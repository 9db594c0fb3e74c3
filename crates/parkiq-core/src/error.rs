//! Validation errors for the fusion domain.
//!
//! A [`ValidationError`] always means a caller handed us data that violates
//! a documented invariant. It is never produced for a modality that merely
//! failed; those are recorded per-modality and excluded from fusion.

use thiserror::Error;

use crate::modality::Modality;

/// Result type alias for validation operations.
pub type ValidationResult<T> = Result<T, ValidationError>;

/// Invariant violations detected while constructing or fusing results.
#[derive(Error, Debug, Clone, PartialEq)]
pub enum ValidationError {
    /// A probability or confidence fell outside the unit interval.
    #[error("{modality} {field} must lie in [0, 1], got {value}")]
    OutOfUnitRange {
        modality: Modality,
        field: &'static str,
        value: f64,
    },

    /// The two class probabilities do not sum to one.
    #[error("{modality} probabilities must sum to 1.0 within {tolerance}, got {sum}")]
    ProbabilitySum {
        modality: Modality,
        sum: f64,
        tolerance: f64,
    },

    /// Processing time cannot be negative.
    #[error("{modality} processing time must be non-negative, got {value}")]
    NegativeProcessingTime { modality: Modality, value: f64 },

    /// A configured base weight fell outside (0, 1].
    #[error("base weight for {modality} must lie in (0, 1], got {value}")]
    BaseWeight { modality: Modality, value: f64 },

    /// A known modality has no configured base weight.
    #[error("no base weight configured for {0}")]
    MissingBaseWeight(Modality),

    /// The decision threshold fell outside [0, 1].
    #[error("decision threshold must lie in [0, 1], got {0}")]
    DecisionThreshold(f64),

    /// A wire name did not match any known modality.
    #[error("unknown modality '{0}'")]
    UnknownModality(String),

    /// An analysis request carried no modality payload at all.
    #[error("at least one modality payload is required")]
    EmptyRequest,
}
//! Response bodies for the analysis endpoints.

use std::collections::BTreeMap;

use serde::Serialize;
use utoipa::ToSchema;

use parkiq_core::{ClinicalNarrator, FusionConfig, ModalityResult};

use crate::runtime::orchestrator::{AnalysisReport, ModalityFailure};

/// One named feature value surfaced for explainability.
#[derive(Debug, Clone, Serialize, ToSchema)]
pub struct FeatureValue {
    pub feature_name: String,
    pub value: f64,
}

/// One modality's analysis result.
#[derive(Debug, Clone, Serialize, ToSchema)]
pub struct ModalityAnalysisResponse {
    pub modality: String,
    /// 0 = healthy, 1 = parkinsons.
    pub prediction: u8,
    pub prediction_label: String,
    pub confidence: f64,
    pub probability_pd: f64,
    pub probability_healthy: f64,
    pub processing_time_seconds: f64,
    pub clinical_notes: String,
    /// Leading entries of the feature snapshot, in extraction order.
    #[serde(skip_serializing_if = "Vec::is_empty")]
    pub key_features: Vec<FeatureValue>,
}

impl ModalityAnalysisResponse {
    const KEY_FEATURE_LIMIT: usize = 10;

    /// Build the response view of a modality result.
    pub fn from_result(result: &ModalityResult) -> Self {
        Self {
            modality: result.modality.name().to_string(),
            prediction: result.prediction.as_u8(),
            prediction_label: result.prediction.label().to_string(),
            confidence: result.confidence,
            probability_pd: result.probability_pd,
            probability_healthy: result.probability_healthy,
            processing_time_seconds: result.processing_time_seconds,
            clinical_notes: ClinicalNarrator::modality_notes(result),
            key_features: result
                .feature_snapshot
                .iter()
                .take(Self::KEY_FEATURE_LIMIT)
                .map(|(name, value)| FeatureValue {
                    feature_name: name.to_string(),
                    value,
                })
                .collect(),
        }
    }
}

/// One excluded modality and the reason it was skipped.
#[derive(Debug, Clone, Serialize, ToSchema)]
pub struct ModalityErrorEntry {
    pub modality: String,
    pub message: String,
}

impl From<&ModalityFailure> for ModalityErrorEntry {
    fn from(failure: &ModalityFailure) -> Self {
        Self {
            modality: failure.modality.name().to_string(),
            message: failure.message.clone(),
        }
    }
}

/// The multimodal endpoint's response.
#[derive(Debug, Clone, Serialize, ToSchema)]
pub struct MultimodalAnalysisResponse {
    /// 0 = healthy, 1 = parkinsons.
    pub fusion_prediction: u8,
    pub fusion_prediction_label: String,
    pub fusion_confidence: f64,
    pub fusion_probability_pd: f64,
    pub fusion_probability_healthy: f64,
    /// True only when no modality contributed a usable result.
    pub insufficient_data: bool,
    /// Raw per-modality results, keyed by modality name.
    pub individual_results: BTreeMap<String, ModalityAnalysisResponse>,
    /// Base trust weights the fusion ran with.
    pub fusion_weights: BTreeMap<String, f64>,
    /// Modalities that produced a result, in canonical order.
    pub models_used: Vec<String>,
    /// Modalities that were skipped, and why. Null when everything ran.
    #[serde(skip_serializing_if = "Option::is_none")]
    pub errors: Option<Vec<ModalityErrorEntry>>,
    pub clinical_summary: String,
    pub recommendations: Vec<String>,
    /// Wall-clock seconds for the whole analysis.
    pub total_processing_time: f64,
    pub timestamp: chrono::DateTime<chrono::Utc>,
}

impl MultimodalAnalysisResponse {
    /// Build the response view of a finished analysis.
    pub fn from_report(report: AnalysisReport, config: &FusionConfig) -> Self {
        let individual_results = report
            .results
            .iter()
            .map(|result| {
                (
                    result.modality.name().to_string(),
                    ModalityAnalysisResponse::from_result(result),
                )
            })
            .collect();

        let fusion_weights = config
            .base_weights()
            .iter()
            .map(|(modality, weight)| (modality.name().to_string(), *weight))
            .collect();

        let models_used = report
            .results
            .iter()
            .map(|result| result.modality.name().to_string())
            .collect();

        let errors = if report.failures.is_empty() {
            None
        } else {
            Some(report.failures.iter().map(ModalityErrorEntry::from).collect())
        };

        Self {
            fusion_prediction: report.verdict.prediction.as_u8(),
            fusion_prediction_label: report.verdict.label().to_string(),
            fusion_confidence: report.verdict.confidence,
            fusion_probability_pd: report.verdict.probability_pd,
            fusion_probability_healthy: report.verdict.probability_healthy,
            insufficient_data: report.verdict.insufficient_data,
            individual_results,
            fusion_weights,
            models_used,
            errors,
            clinical_summary: report.narrative.clinical_summary,
            recommendations: report.narrative.recommendations,
            total_processing_time: report.total_processing_time,
            timestamp: chrono::Utc::now(),
        }
    }
}
//! Named feature vectors and alignment.
//!
//! Classifiers consume positional vectors, but extractors produce named
//! values and models ship with an expected-name list. [`align`] is the one
//! place that bridges the two: order is fixed by the expected names,
//! missing names fill with 0.0, extra names are dropped, and non-finite
//! values are mapped to 0.0.

use serde::de::{MapAccess, Visitor};
use serde::ser::SerializeMap;
use serde::{Deserialize, Deserializer, Serialize, Serializer};

/// Ordered feature name → value pairs.
///
/// Insertion order is preserved so that explainability output (top-feature
/// display) is stable across runs. Inserting an existing name replaces its
/// value in place.
#[derive(Debug, Clone, Default, PartialEq)]
pub struct FeatureSnapshot(Vec<(String, f64)>);

impl FeatureSnapshot {
    /// Create an empty snapshot.
    pub fn new() -> Self {
        Self(Vec::new())
    }

    /// Insert a named value, replacing any existing entry with that name.
    pub fn insert(&mut self, name: impl Into<String>, value: f64) {
        let name = name.into();
        match self.0.iter_mut().find(|(existing, _)| *existing == name) {
            Some((_, slot)) => *slot = value,
            None => self.0.push((name, value)),
        }
    }

    /// Look up a value by name.
    pub fn get(&self, name: &str) -> Option<f64> {
        self.0
            .iter()
            .find(|(existing, _)| existing == name)
            .map(|(_, value)| *value)
    }

    /// Number of named values.
    pub fn len(&self) -> usize {
        self.0.len()
    }

    /// Whether the snapshot is empty.
    pub fn is_empty(&self) -> bool {
        self.0.is_empty()
    }

    /// Iterate over pairs in insertion order.
    pub fn iter(&self) -> impl Iterator<Item = (&str, f64)> {
        self.0.iter().map(|(name, value)| (name.as_str(), *value))
    }

    /// Iterate over names in insertion order.
    pub fn names(&self) -> impl Iterator<Item = &str> {
        self.0.iter().map(|(name, _)| name.as_str())
    }
}

impl FromIterator<(String, f64)> for FeatureSnapshot {
    fn from_iter<I: IntoIterator<Item = (String, f64)>>(iter: I) -> Self {
        let mut snapshot = FeatureSnapshot::new();
        for (name, value) in iter {
            snapshot.insert(name, value);
        }
        snapshot
    }
}

impl Serialize for FeatureSnapshot {
    fn serialize<S: Serializer>(&self, serializer: S) -> Result<S::Ok, S::Error> {
        let mut map = serializer.serialize_map(Some(self.0.len()))?;
        for (name, value) in &self.0 {
            map.serialize_entry(name, value)?;
        }
        map.end()
    }
}

impl<'de> Deserialize<'de> for FeatureSnapshot {
    fn deserialize<D: Deserializer<'de>>(deserializer: D) -> Result<Self, D::Error> {
        struct SnapshotVisitor;

        impl<'de> Visitor<'de> for SnapshotVisitor {
            type Value = FeatureSnapshot;

            fn expecting(&self, f: &mut std::fmt::Formatter<'_>) -> std::fmt::Result {
                f.write_str("a map of feature names to numeric values")
            }

            fn visit_map<A: MapAccess<'de>>(self, mut access: A) -> Result<Self::Value, A::Error> {
                let mut snapshot = FeatureSnapshot::new();
                while let Some((name, value)) = access.next_entry::<String, f64>()? {
                    snapshot.insert(name, value);
                }
                Ok(snapshot)
            }
        }

        deserializer.deserialize_map(SnapshotVisitor)
    }
}

/// Align a named snapshot against a model's expected feature names.
///
/// The output vector has exactly `expected.len()` entries, in the order of
/// `expected`. Names absent from the snapshot fill with 0.0; snapshot
/// entries not in `expected` are dropped; NaN and infinite values map to
/// 0.0.
pub fn align<S: AsRef<str>>(snapshot: &FeatureSnapshot, expected: &[S]) -> Vec<f64> {
    expected
        .iter()
        .map(|name| {
            let value = snapshot.get(name.as_ref()).unwrap_or(0.0);
            if value.is_finite() { value } else { 0.0 }
        })
        .collect()
}
//! Per-modality prediction results.

use serde::{Deserialize, Serialize};

use crate::error::{ValidationError, ValidationResult};
use crate::features::FeatureSnapshot;
use crate::fusion::PROBABILITY_TOLERANCE;
use crate::modality::Modality;

/// Binary screening outcome.
///
/// Serialized as `0` (healthy) / `1` (parkinsons) to match the classifier
/// convention used throughout the wire format.
#[derive(Debug, Clone, Copy, PartialEq, Eq, Serialize, Deserialize)]
#[serde(into = "u8", try_from = "u8")]
pub enum Prediction {
    Healthy,
    Parkinsons,
}

impl Prediction {
    /// Apply a decision threshold to a PD probability.
    ///
    /// The comparison is strictly greater-than: a probability exactly equal
    /// to the threshold resolves to [`Prediction::Healthy`].
    pub fn from_probability(probability_pd: f64, threshold: f64) -> Self {
        if probability_pd > threshold {
            Prediction::Parkinsons
        } else {
            Prediction::Healthy
        }
    }

    /// Human-readable class label.
    pub fn label(&self) -> &'static str {
        match self {
            Prediction::Healthy => "Healthy",
            Prediction::Parkinsons => "Parkinson's Disease",
        }
    }

    /// Wire representation.
    pub fn as_u8(&self) -> u8 {
        (*self).into()
    }
}

impl From<Prediction> for u8 {
    fn from(prediction: Prediction) -> u8 {
        match prediction {
            Prediction::Healthy => 0,
            Prediction::Parkinsons => 1,
        }
    }
}

impl TryFrom<u8> for Prediction {
    type Error = String;

    fn try_from(value: u8) -> Result<Self, Self::Error> {
        match value {
            0 => Ok(Prediction::Healthy),
            1 => Ok(Prediction::Parkinsons),
            other => Err(format!("prediction must be 0 or 1, got {other}")),
        }
    }
}

/// The output of one modality predictor for one analysis request.
///
/// Instances are immutable after creation and live only for the duration of
/// the request that produced them. Construct through [`ModalityResult::new`]
/// so the probability-sum and range invariants hold from the start; the
/// fusion engine re-checks them on every input it is handed.
#[derive(Debug, Clone, PartialEq, Serialize, Deserialize)]
pub struct ModalityResult {
    /// Which modality produced this result.
    pub modality: Modality,
    /// Class decision at the 0.5 per-modality threshold.
    pub prediction: Prediction,
    /// Probability of the parkinsons class, in [0, 1].
    pub probability_pd: f64,
    /// Probability of the healthy class; sums with `probability_pd` to 1.
    pub probability_healthy: f64,
    /// Self-reported reliability of this inference, in [0, 1].
    ///
    /// Not a class probability: it scales this result's influence during
    /// fusion.
    pub confidence: f64,
    /// Wall-clock seconds the predictor spent. Informational only.
    pub processing_time_seconds: f64,
    /// Named features captured for explainability. Never consumed by fusion.
    #[serde(default, skip_serializing_if = "FeatureSnapshot::is_empty")]
    pub feature_snapshot: FeatureSnapshot,
}

impl ModalityResult {
    /// Create a validated result.
    ///
    /// The prediction is derived from `probability_pd` at the conventional
    /// 0.5 per-modality threshold.
    pub fn new(
        modality: Modality,
        probability_pd: f64,
        probability_healthy: f64,
        confidence: f64,
    ) -> ValidationResult<Self> {
        let result = Self {
            modality,
            prediction: Prediction::from_probability(probability_pd, 0.5),
            probability_pd,
            probability_healthy,
            confidence,
            processing_time_seconds: 0.0,
            feature_snapshot: FeatureSnapshot::new(),
        };
        result.validate()?;
        Ok(result)
    }

    /// Attach a feature snapshot for explainability output.
    pub fn with_features(mut self, snapshot: FeatureSnapshot) -> Self {
        self.feature_snapshot = snapshot;
        self
    }

    /// Record how long the predictor ran.
    pub fn with_processing_time(mut self, seconds: f64) -> Self {
        self.processing_time_seconds = seconds;
        self
    }

    /// Check every documented invariant.
    ///
    /// NaN fails the range checks, so non-finite values can never pass.
    pub fn validate(&self) -> ValidationResult<()> {
        for (field, value) in [
            ("probability_pd", self.probability_pd),
            ("probability_healthy", self.probability_healthy),
            ("confidence", self.confidence),
        ] {
            if !(0.0..=1.0).contains(&value) {
                return Err(ValidationError::OutOfUnitRange {
                    modality: self.modality,
                    field,
                    value,
                });
            }
        }

        let sum = self.probability_pd + self.probability_healthy;
        if (sum - 1.0).abs() > PROBABILITY_TOLERANCE {
            return Err(ValidationError::ProbabilitySum {
                modality: self.modality,
                sum,
                tolerance: PROBABILITY_TOLERANCE,
            });
        }

        if self.processing_time_seconds.is_nan() || self.processing_time_seconds < 0.0 {
            return Err(ValidationError::NegativeProcessingTime {
                modality: self.modality,
                value: self.processing_time_seconds,
            });
        }

        Ok(())
    }
}

#[cfg(test)]
mod tests {
    use super::*;

    #[test]
    fn new_derives_prediction_at_half_threshold() {
        let pd = ModalityResult::new(Modality::Voice, 0.8, 0.2, 0.9).unwrap();
        assert_eq!(pd.prediction, Prediction::Parkinsons);

        let healthy = ModalityResult::new(Modality::Spiral, 0.4, 0.6, 0.6).unwrap();
        assert_eq!(healthy.prediction, Prediction::Healthy);

        // Exactly 0.5 resolves healthy.
        let tie = ModalityResult::new(Modality::Datscan, 0.5, 0.5, 0.7).unwrap();
        assert_eq!(tie.prediction, Prediction::Healthy);
    }

    #[test]
    fn rejects_probabilities_that_do_not_sum_to_one() {
        let err = ModalityResult::new(Modality::Voice, 0.8, 0.1, 0.9).unwrap_err();
        assert!(matches!(err, ValidationError::ProbabilitySum { .. }));
    }

    #[test]
    fn rejects_out_of_range_confidence() {
        let err = ModalityResult::new(Modality::Datscan, 0.3, 0.7, 1.2).unwrap_err();
        assert!(matches!(
            err,
            ValidationError::OutOfUnitRange {
                field: "confidence",
                ..
            }
        ));
    }

    #[test]
    fn rejects_nan_probability() {
        let err = ModalityResult::new(Modality::Spiral, f64::NAN, 0.5, 0.5).unwrap_err();
        assert!(matches!(err, ValidationError::OutOfUnitRange { .. }));
    }

    #[test]
    fn rejects_negative_processing_time() {
        let result = ModalityResult::new(Modality::Voice, 0.5, 0.5, 0.5)
            .unwrap()
            .with_processing_time(-1.0);
        assert!(matches!(
            result.validate(),
            Err(ValidationError::NegativeProcessingTime { .. })
        ));
    }

    #[test]
    fn prediction_serializes_as_integer() {
        let result = ModalityResult::new(Modality::Voice, 0.8, 0.2, 0.9).unwrap();
        let json = serde_json::to_value(&result).unwrap();
        assert_eq!(json["prediction"], 1);
        assert_eq!(json["modality"], "voice");
    }
}
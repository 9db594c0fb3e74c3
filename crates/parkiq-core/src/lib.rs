//! # ParkIQ Core
//!
//! Domain types and the late-fusion decision layer for the ParkIQ
//! multimodal Parkinson's screening system. This crate is pure and
//! deterministic: it performs no I/O and holds no mutable state, which is
//! what makes the fusion verdicts reproducible and auditable.

pub mod error;
pub mod features;
pub mod fusion;
pub mod modality;
pub mod narrator;
pub mod result;

pub use error::{ValidationError, ValidationResult};
pub use features::{FeatureSnapshot, align};
pub use fusion::{FusionConfig, FusionEngine, FusionVerdict, PROBABILITY_TOLERANCE};
pub use modality::Modality;
pub use narrator::{ClinicalNarrative, ClinicalNarrator};
pub use result::{ModalityResult, Prediction};
//! The modality predictor capability.

use async_trait::async_trait;

use parkiq_core::{FeatureSnapshot, Modality, ModalityResult};

use crate::error::ModelResult;

/// A trained (or stand-in) classifier for one modality.
///
/// Implementations are loaded once at startup, treated as read-only, and
/// shared across concurrent requests. `predict` may suspend (model I/O),
/// but must be independent of any other in-flight prediction: the
/// orchestrator fans predictors out concurrently and isolates their
/// failures from each other.
#[async_trait]
pub trait ModalityPredictor: Send + Sync {
    /// Which modality this predictor serves.
    fn modality(&self) -> Modality;

    /// Classify a feature vector into a [`ModalityResult`].
    ///
    /// The returned result must satisfy the `ModalityResult` invariants;
    /// the orchestrator re-validates and treats a violation as this
    /// modality's failure.
    async fn predict(&self, features: &FeatureSnapshot) -> ModelResult<ModalityResult>;
}
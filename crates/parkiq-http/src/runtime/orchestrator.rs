//! Concurrent per-request modality orchestration.
//!
//! One orchestrator instance is shared by all requests; it holds only
//! read-only state (registry, fusion engine, timeout budget). Each request
//! fans its modalities out concurrently, waits for every outcome behind a
//! barrier join, and fuses whatever survived. A modality failure never
//! fails the request: it is recorded and excluded.

use std::sync::Arc;
use std::time::{Duration, Instant};

use parkiq_core::{
    ClinicalNarrative, ClinicalNarrator, FusionEngine, FusionVerdict, Modality, ModalityResult,
    ValidationError,
};
use parkiq_models::{ModalityInput, ModelError, ModelRegistry, ModelResult};

/// One modality's recorded failure for an analysis request.
#[derive(Debug, Clone, PartialEq, Eq)]
pub struct ModalityFailure {
    /// Which modality failed.
    pub modality: Modality,
    /// Why it was excluded from fusion.
    pub message: String,
}

impl From<ModelError> for ModalityFailure {
    fn from(err: ModelError) -> Self {
        Self {
            modality: err.modality(),
            message: err.to_string(),
        }
    }
}

/// Everything one multimodal analysis produced.
#[derive(Debug)]
pub struct AnalysisReport {
    /// The fused assessment.
    pub verdict: FusionVerdict,
    /// Successful per-modality results, in canonical modality order.
    pub results: Vec<ModalityResult>,
    /// Failed modalities, in canonical modality order.
    pub failures: Vec<ModalityFailure>,
    /// Derived clinical narrative.
    pub narrative: ClinicalNarrative,
    /// Wall-clock seconds for the whole operation.
    pub total_processing_time: f64,
}

/// Drives the requested modality predictors and assembles the fusion input.
pub struct AnalysisOrchestrator {
    registry: Arc<ModelRegistry>,
    fusion: Arc<FusionEngine>,
    modality_timeout: Duration,
}

impl AnalysisOrchestrator {
    /// Create an orchestrator over a loaded registry.
    pub fn new(
        registry: Arc<ModelRegistry>,
        fusion: Arc<FusionEngine>,
        modality_timeout: Duration,
    ) -> Self {
        Self {
            registry,
            fusion,
            modality_timeout,
        }
    }

    /// The fusion engine this orchestrator fuses with.
    pub fn fusion(&self) -> &FusionEngine {
        &self.fusion
    }

    /// Run a multimodal analysis.
    ///
    /// Each entry is either a decoded input or a failure already recorded
    /// upstream (for example, an undecodable payload). The only error this
    /// method itself raises is [`ValidationError::EmptyRequest`] when no
    /// modality was requested at all; "requested but everything failed"
    /// is not an error, it is an `insufficient_data` verdict.
    pub async fn analyze(
        &self,
        entries: Vec<Result<ModalityInput, ModalityFailure>>,
    ) -> Result<AnalysisReport, ValidationError> {
        if entries.is_empty() {
            return Err(ValidationError::EmptyRequest);
        }
        let started = Instant::now();

        let mut failures: Vec<ModalityFailure> = Vec::new();
        let mut pending = Vec::new();
        for entry in entries {
            match entry {
                Ok(input) => pending.push(input),
                Err(failure) => failures.push(failure),
            }
        }

        // Fan out, then barrier: every outcome is collected before fusion.
        let outcomes =
            futures::future::join_all(pending.into_iter().map(|input| self.run_modality(input)))
                .await;

        let mut results = Vec::new();
        for outcome in outcomes {
            match outcome {
                Ok(result) => results.push(result),
                Err(failure) => failures.push(failure),
            }
        }
        results.sort_by_key(|result| result.modality);
        failures.sort_by_key(|failure| failure.modality);

        let verdict = self.fusion.fuse(&results)?;
        let narrative = ClinicalNarrator::narrate(&verdict);

        tracing::info!(
            prediction = verdict.prediction.as_u8(),
            probability_pd = verdict.probability_pd,
            confidence = verdict.confidence,
            insufficient_data = verdict.insufficient_data,
            contributing = results.len(),
            failed = failures.len(),
            "multimodal analysis fused"
        );

        Ok(AnalysisReport {
            verdict,
            results,
            failures,
            narrative,
            total_processing_time: started.elapsed().as_secs_f64(),
        })
    }

    /// Run a single modality end to end, with hard failure semantics.
    pub async fn analyze_single(&self, input: ModalityInput) -> ModelResult<ModalityResult> {
        let modality = input.modality();
        let result = match tokio::time::timeout(self.modality_timeout, self.infer(input)).await {
            Err(_) => Err(ModelError::Timeout {
                modality,
                seconds: self.modality_timeout.as_secs_f64(),
            }),
            Ok(inferred) => inferred,
        }?;
        result
            .validate()
            .map_err(|err| ModelError::from_invalid_result(modality, err))?;
        Ok(result)
    }

    /// Isolated per-modality run for multimodal analysis.
    async fn run_modality(&self, input: ModalityInput) -> Result<ModalityResult, ModalityFailure> {
        let modality = input.modality();
        match self.analyze_single(input).await {
            Ok(result) => {
                tracing::info!(
                    modality = %modality,
                    probability_pd = result.probability_pd,
                    confidence = result.confidence,
                    "modality analysis completed"
                );
                Ok(result)
            }
            Err(err) => {
                tracing::warn!(modality = %modality, error = %err, "modality analysis failed");
                Err(ModalityFailure::from(err))
            }
        }
    }

    async fn infer(&self, input: ModalityInput) -> ModelResult<ModalityResult> {
        let modality = input.modality();
        let model = self
            .registry
            .model(modality)
            .ok_or(ModelError::NotLoaded { modality })?;
        let features = model.extractor().extract(&input)?;
        model.predictor().predict(&features).await
    }
}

====

Required work:
In the records, which lines use the word "BTreeMap"? Report them.

Result below:
use std::collections::BTreeMap;
    pub individual_results: BTreeMap<String, ModalityAnalysisResponse>,
    pub fusion_weights: BTreeMap<String, f64>,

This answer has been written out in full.